Interestingly, Qiao-Tasserit and colleagues (2017) found this emotion-congruent effect on the interpretation of ambiguous facial expressions. They exposed participants to happy, fearful and neutral movies and asked them to perform a forced-choice emotion classification task with morphed faces, ranging from fear to happiness. They observed that induced fearful states increased participants’ propensity to interpret ambiguous faces as more fearful than those relative to induced neutral or positive states.
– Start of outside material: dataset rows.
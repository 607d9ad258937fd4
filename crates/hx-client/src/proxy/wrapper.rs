//! One configured proxy and its registration lifecycle

use std::sync::Arc;
use std::time::Duration;

use parking_lot::Mutex;
use tokio::time::Instant;
use tokio_util::sync::CancellationToken;

use hx_core::config::ProxyConfig;
use hx_core::BoxedStream;
use hx_protocol::{CloseProxy, StartWorkConnection};

use super::worker::serve_work_conn;
use super::{ProxyPhase, ProxyStatus};
use crate::error::ClientError;
use crate::event::{EventSender, ProxyEvent};

/// How often the registration state is checked
const CHECK_INTERVAL: Duration = Duration::from_secs(1);

/// Re-send `NewProxy` if the server has not answered within this long
pub const WAIT_START_RESEND: Duration = Duration::from_secs(20);

/// Retry a refused registration after this long
pub const START_ERROR_RETRY: Duration = Duration::from_secs(30);

#[derive(Debug)]
struct WrapperState {
    phase: ProxyPhase,
    remote_addr: String,
    error: String,
    last_send_start: Option<Instant>,
    last_start_error: Option<Instant>,
}

/// Owns the registration lifecycle of one proxy.
///
/// The configuration is fixed for the wrapper's lifetime; a changed
/// configuration means a new wrapper.
pub struct ProxyWrapper {
    config: ProxyConfig,
    state: Mutex<WrapperState>,
    events: EventSender,
    cancel: CancellationToken,
}

impl ProxyWrapper {
    pub fn new(config: ProxyConfig, events: EventSender) -> Arc<Self> {
        Arc::new(Self {
            config,
            state: Mutex::new(WrapperState {
                phase: ProxyPhase::New,
                remote_addr: String::new(),
                error: String::new(),
                last_send_start: None,
                last_start_error: None,
            }),
            events,
            cancel: CancellationToken::new(),
        })
    }

    pub fn name(&self) -> &str {
        &self.config.name
    }

    pub fn config(&self) -> &ProxyConfig {
        &self.config
    }

    pub fn phase(&self) -> ProxyPhase {
        self.state.lock().phase
    }

    pub fn status(&self) -> ProxyStatus {
        let state = self.state.lock();
        ProxyStatus {
            name: self.config.name.clone(),
            proxy_type: self.config.options.proxy_type(),
            phase: state.phase,
            local_addr: self.config.local_address(),
            remote_addr: state.remote_addr.clone(),
            error: state.error.clone(),
        }
    }

    /// Send the first registration and start supervising it
    pub fn start(self: &Arc<Self>) {
        self.check();
        tokio::spawn(Arc::clone(self).supervise());
    }

    async fn supervise(self: Arc<Self>) {
        let mut ticker = tokio::time::interval_at(Instant::now() + CHECK_INTERVAL, CHECK_INTERVAL);
        loop {
            tokio::select! {
                _ = self.cancel.cancelled() => break,
                _ = ticker.tick() => self.check(),
            }
        }
    }

    /// Emit `NewProxy` when the phase calls for a (re)registration
    fn check(&self) {
        let now = Instant::now();
        {
            let mut state = self.state.lock();
            let resend = match state.phase {
                ProxyPhase::New => true,
                ProxyPhase::WaitStart => state
                    .last_send_start
                    .map_or(true, |t| now.duration_since(t) > WAIT_START_RESEND),
                ProxyPhase::StartError => state
                    .last_start_error
                    .map_or(true, |t| now.duration_since(t) > START_ERROR_RETRY),
                ProxyPhase::Running | ProxyPhase::Closed => false,
            };
            if !resend {
                return;
            }
            state.phase = ProxyPhase::WaitStart;
            state.last_send_start = Some(now);
        }

        tracing::debug!("Proxy [{}] sending registration", self.config.name);
        if self
            .events
            .send(ProxyEvent::Start(self.config.to_new_proxy()))
            .is_err()
        {
            tracing::debug!("Proxy [{}] event channel closed", self.config.name);
        }
    }

    /// Apply the server's answer to our registration
    pub fn set_running_status(&self, remote_addr: &str, server_error: &str) -> Result<(), ClientError> {
        let mut state = self.state.lock();
        if state.phase != ProxyPhase::WaitStart {
            return Err(ClientError::InvalidPhase {
                name: self.config.name.clone(),
                phase: state.phase,
                expected: ProxyPhase::WaitStart,
            });
        }

        if server_error.is_empty() {
            state.phase = ProxyPhase::Running;
            state.remote_addr = remote_addr.to_string();
            state.error.clear();
            tracing::info!(
                "Proxy [{}] running, remote address [{}]",
                self.config.name,
                remote_addr
            );
        } else {
            state.phase = ProxyPhase::StartError;
            state.error = server_error.to_string();
            state.last_start_error = Some(Instant::now());
            tracing::warn!("Proxy [{}] start error: {}", self.config.name, server_error);
        }
        Ok(())
    }

    /// Stop supervising and withdraw the proxy from the server
    pub fn stop(&self) {
        self.cancel.cancel();
        {
            let mut state = self.state.lock();
            if state.phase == ProxyPhase::Closed {
                return;
            }
            state.phase = ProxyPhase::Closed;
        }

        let close = CloseProxy {
            proxy_name: self.config.name.clone(),
        };
        if self.events.send(ProxyEvent::Close(close)).is_err() {
            tracing::debug!("Proxy [{}] event channel closed", self.config.name);
        }
    }

    /// Serve a work connection if running; otherwise close it
    pub fn in_work_conn(&self, work_conn: BoxedStream, start: StartWorkConnection) {
        if self.phase() != ProxyPhase::Running {
            tracing::debug!(
                "Proxy [{}] is not running, closing work connection",
                self.config.name
            );
            return;
        }

        tokio::spawn(serve_work_conn(
            self.config.name.clone(),
            self.config.local_address(),
            work_conn,
            start,
        ));
    }
}

impl Drop for ProxyWrapper {
    fn drop(&mut self) {
        self.cancel.cancel();
    }
}

#[cfg(test)]
mod tests {
    use super::*;
    use crate::event::event_channel;
    use hx_protocol::{ProxyOptions, TcpProxyOptions};

    fn config(name: &str) -> ProxyConfig {
        ProxyConfig {
            name: name.to_string(),
            local_ip: "127.0.0.1".to_string(),
            local_port: 8080,
            use_encryption: false,
            use_compression: false,
            options: ProxyOptions::Tcp(TcpProxyOptions { remote_port: 6000 }),
        }
    }

    #[tokio::test]
    async fn test_start_sends_registration() {
        let (tx, mut rx) = event_channel();
        let wrapper = ProxyWrapper::new(config("web"), tx);
        wrapper.start();

        assert_eq!(wrapper.phase(), ProxyPhase::WaitStart);
        match rx.try_recv().unwrap() {
            ProxyEvent::Start(m) => assert_eq!(m.proxy_name, "web"),
            other => panic!("expected Start, got {:?}", other),
        }
    }

    #[tokio::test]
    async fn test_running_status_transitions() {
        let (tx, _rx) = event_channel();
        let wrapper = ProxyWrapper::new(config("web"), tx);

        // Not yet registered
        assert!(matches!(
            wrapper.set_running_status(":6000", ""),
            Err(ClientError::InvalidPhase { .. })
        ));

        wrapper.start();
        wrapper.set_running_status(":6000", "").unwrap();
        let status = wrapper.status();
        assert_eq!(status.phase, ProxyPhase::Running);
        assert_eq!(status.remote_addr, ":6000");
        assert_eq!(status.local_addr, "127.0.0.1:8080");
    }

    #[tokio::test]
    async fn test_start_error_recorded() {
        let (tx, _rx) = event_channel();
        let wrapper = ProxyWrapper::new(config("web"), tx);
        wrapper.start();

        wrapper.set_running_status("", "port already used").unwrap();
        let status = wrapper.status();
        assert_eq!(status.phase, ProxyPhase::StartError);
        assert_eq!(status.error, "port already used");
    }

    #[tokio::test(start_paused = true)]
    async fn test_unanswered_registration_resent() {
        let (tx, mut rx) = event_channel();
        let wrapper = ProxyWrapper::new(config("web"), tx);
        wrapper.start();
        assert!(matches!(rx.try_recv(), Ok(ProxyEvent::Start(_))));

        tokio::time::advance(WAIT_START_RESEND + CHECK_INTERVAL).await;
        match rx.recv().await {
            Some(ProxyEvent::Start(m)) => assert_eq!(m.proxy_name, "web"),
            other => panic!("expected resent Start, got {:?}", other),
        }
    }

    #[tokio::test(start_paused = true)]
    async fn test_start_error_retried_after_delay() {
        let (tx, mut rx) = event_channel();
        let wrapper = ProxyWrapper::new(config("web"), tx);
        wrapper.start();
        let _ = rx.try_recv();
        wrapper.set_running_status("", "denied").unwrap();

        tokio::time::advance(Duration::from_secs(10)).await;
        tokio::task::yield_now().await;
        assert!(rx.try_recv().is_err());
        assert_eq!(wrapper.phase(), ProxyPhase::StartError);

        tokio::time::advance(START_ERROR_RETRY).await;
        assert!(matches!(rx.recv().await, Some(ProxyEvent::Start(_))));
        assert_eq!(wrapper.phase(), ProxyPhase::WaitStart);
    }

    #[tokio::test]
    async fn test_stop_emits_close_once() {
        let (tx, mut rx) = event_channel();
        let wrapper = ProxyWrapper::new(config("web"), tx);
        wrapper.start();
        let _ = rx.try_recv();

        wrapper.stop();
        wrapper.stop();
        assert!(matches!(rx.try_recv(), Ok(ProxyEvent::Close(_))));
        assert!(rx.try_recv().is_err());
        assert_eq!(wrapper.phase(), ProxyPhase::Closed);
    }
}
Consistently, in the domain of pain, several studies revealed that the observation of pain in others can increase the perception of pain felt on oneself and vice versa (Gerdes et al., 2012; Mailhot et al., 2012; Reicherts et al., 2013 ; for review, see Wieser et al., 2014). For example, Mailhot et al. (2012) exposed participants to dynamic clips of painful and neutral facial expressions, and subsequently they administered to them painful shock stimulations and asked to report self-pain ratings. Results showed that after being exposed to painful faces participants rated painful stimulations as more unpleasant than those after being exposed to neutral facial expressions (Mailhot et al., 2012). Critically, these authors recorded the activity of the muscle called corrugator supercilii of participants following the painful stimulation.

They observed higher muscle responses to painful stimulations after the exposure to painful faces compared to the responses after the exposure to neutral faces. Therefore, these results seem to be in line with studies reporting automatic imitation responses following the observation of emotions in others (Dimberg, 1982; Dimberg et al., 2000).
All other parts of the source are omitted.